Records for the task:

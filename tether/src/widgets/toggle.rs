//! Check box and radio button.

use std::sync::atomic::{AtomicBool, Ordering};
use std::sync::{Arc, RwLock};

use super::WidgetId;
use crate::model::{ListenerId, Listeners};

/// Which kind of toggle the widget shows.
#[derive(Debug, Clone, Copy, Default, PartialEq, Eq)]
pub enum ToggleKind {
    /// Flips between checked and unchecked on every toggle.
    #[default]
    CheckBox,
    /// Becomes checked on toggle and stays checked.
    RadioButton,
}

type ChangeCallback = dyn Fn(&ToggleButton) + Send + Sync;

#[derive(Debug, Default)]
struct ToggleInner {
    checked: bool,
    label: String,
    enabled: bool,
}

/// A two-state button.
///
/// Changes of the checked state raise the callbacks registered with
/// [`ToggleButton::on_change`].
#[derive(Debug)]
pub struct ToggleButton {
    id: WidgetId,
    kind: ToggleKind,
    inner: Arc<RwLock<ToggleInner>>,
    listeners: Arc<Listeners<ChangeCallback>>,
    dirty: Arc<AtomicBool>,
}

impl ToggleButton {
    /// Create an unchecked toggle of the given kind
    pub fn new(kind: ToggleKind, label: impl Into<String>) -> Self {
        Self {
            id: WidgetId::new(),
            kind,
            inner: Arc::new(RwLock::new(ToggleInner {
                checked: false,
                label: label.into(),
                enabled: true,
            })),
            listeners: Arc::new(Listeners::new()),
            dirty: Arc::new(AtomicBool::new(false)),
        }
    }

    /// Create an unchecked check box
    pub fn check_box(label: impl Into<String>) -> Self {
        Self::new(ToggleKind::CheckBox, label)
    }

    /// Create an unselected radio button
    pub fn radio_button(label: impl Into<String>) -> Self {
        Self::new(ToggleKind::RadioButton, label)
    }

    pub fn id(&self) -> WidgetId {
        self.id
    }

    pub fn kind(&self) -> ToggleKind {
        self.kind
    }

    pub fn is_checked(&self) -> bool {
        self.inner.read().map(|guard| guard.checked).unwrap_or(false)
    }

    pub fn label(&self) -> String {
        self.inner
            .read()
            .map(|guard| guard.label.clone())
            .unwrap_or_default()
    }

    pub fn is_enabled(&self) -> bool {
        self.inner.read().map(|guard| guard.enabled).unwrap_or(false)
    }

    /// Set the checked state. Raises the callbacks if it changed.
    pub fn set_checked(&self, checked: bool) {
        let changed = match self.inner.write() {
            Ok(mut guard) if guard.checked != checked => {
                guard.checked = checked;
                true
            }
            _ => false,
        };
        if changed {
            self.changed();
        }
    }

    /// User click. Ignored while disabled.
    pub fn toggle(&self) {
        if !self.is_enabled() {
            return;
        }
        match self.kind {
            ToggleKind::CheckBox => self.set_checked(!self.is_checked()),
            ToggleKind::RadioButton => self.set_checked(true),
        }
    }

    pub fn set_label(&self, label: impl Into<String>) {
        if let Ok(mut guard) = self.inner.write() {
            guard.label = label.into();
            self.dirty.store(true, Ordering::SeqCst);
        }
    }

    pub fn set_enabled(&self, enabled: bool) {
        if let Ok(mut guard) = self.inner.write()
            && guard.enabled != enabled
        {
            guard.enabled = enabled;
            self.dirty.store(true, Ordering::SeqCst);
        }
    }

    /// Register a callback raised after the checked state changed
    pub fn on_change<F>(&self, callback: F) -> ListenerId
    where
        F: Fn(&ToggleButton) + Send + Sync + 'static,
    {
        self.listeners.add(Arc::new(callback))
    }

    pub fn remove_on_change(&self, id: ListenerId) -> bool {
        self.listeners.remove(id)
    }

    pub fn callback_count(&self) -> usize {
        self.listeners.len()
    }

    fn changed(&self) {
        self.dirty.store(true, Ordering::SeqCst);
        self.listeners.dispatch(None, |callback| callback(self));
    }

    pub fn is_dirty(&self) -> bool {
        self.dirty.load(Ordering::SeqCst)
    }

    pub fn clear_dirty(&self) {
        self.dirty.store(false, Ordering::SeqCst);
    }
}

impl Clone for ToggleButton {
    fn clone(&self) -> Self {
        Self {
            id: self.id,
            kind: self.kind,
            inner: Arc::clone(&self.inner),
            listeners: Arc::clone(&self.listeners),
            dirty: Arc::clone(&self.dirty),
        }
    }
}

#[cfg(test)]
mod tests {
    use super::*;

    #[test]
    fn test_check_box_flips() {
        let toggle = ToggleButton::check_box("x");
        toggle.toggle();
        assert!(toggle.is_checked());
        toggle.toggle();
        assert!(!toggle.is_checked());
    }

    #[test]
    fn test_radio_button_stays_checked() {
        let toggle = ToggleButton::radio_button("x");
        toggle.toggle();
        toggle.toggle();
        assert!(toggle.is_checked());
    }

    #[test]
    fn test_disabled_toggle_ignores_clicks() {
        let toggle = ToggleButton::check_box("x");
        toggle.set_enabled(false);
        toggle.toggle();
        assert!(!toggle.is_checked());
    }
}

Task goal: The result should be every line that contains "impl", copied from the entries.

Task response:
impl ToggleButton {
    pub fn new(kind: ToggleKind, label: impl Into<String>) -> Self {
    pub fn check_box(label: impl Into<String>) -> Self {
    pub fn radio_button(label: impl Into<String>) -> Self {
    pub fn set_label(&self, label: impl Into<String>) {
impl Clone for ToggleButton {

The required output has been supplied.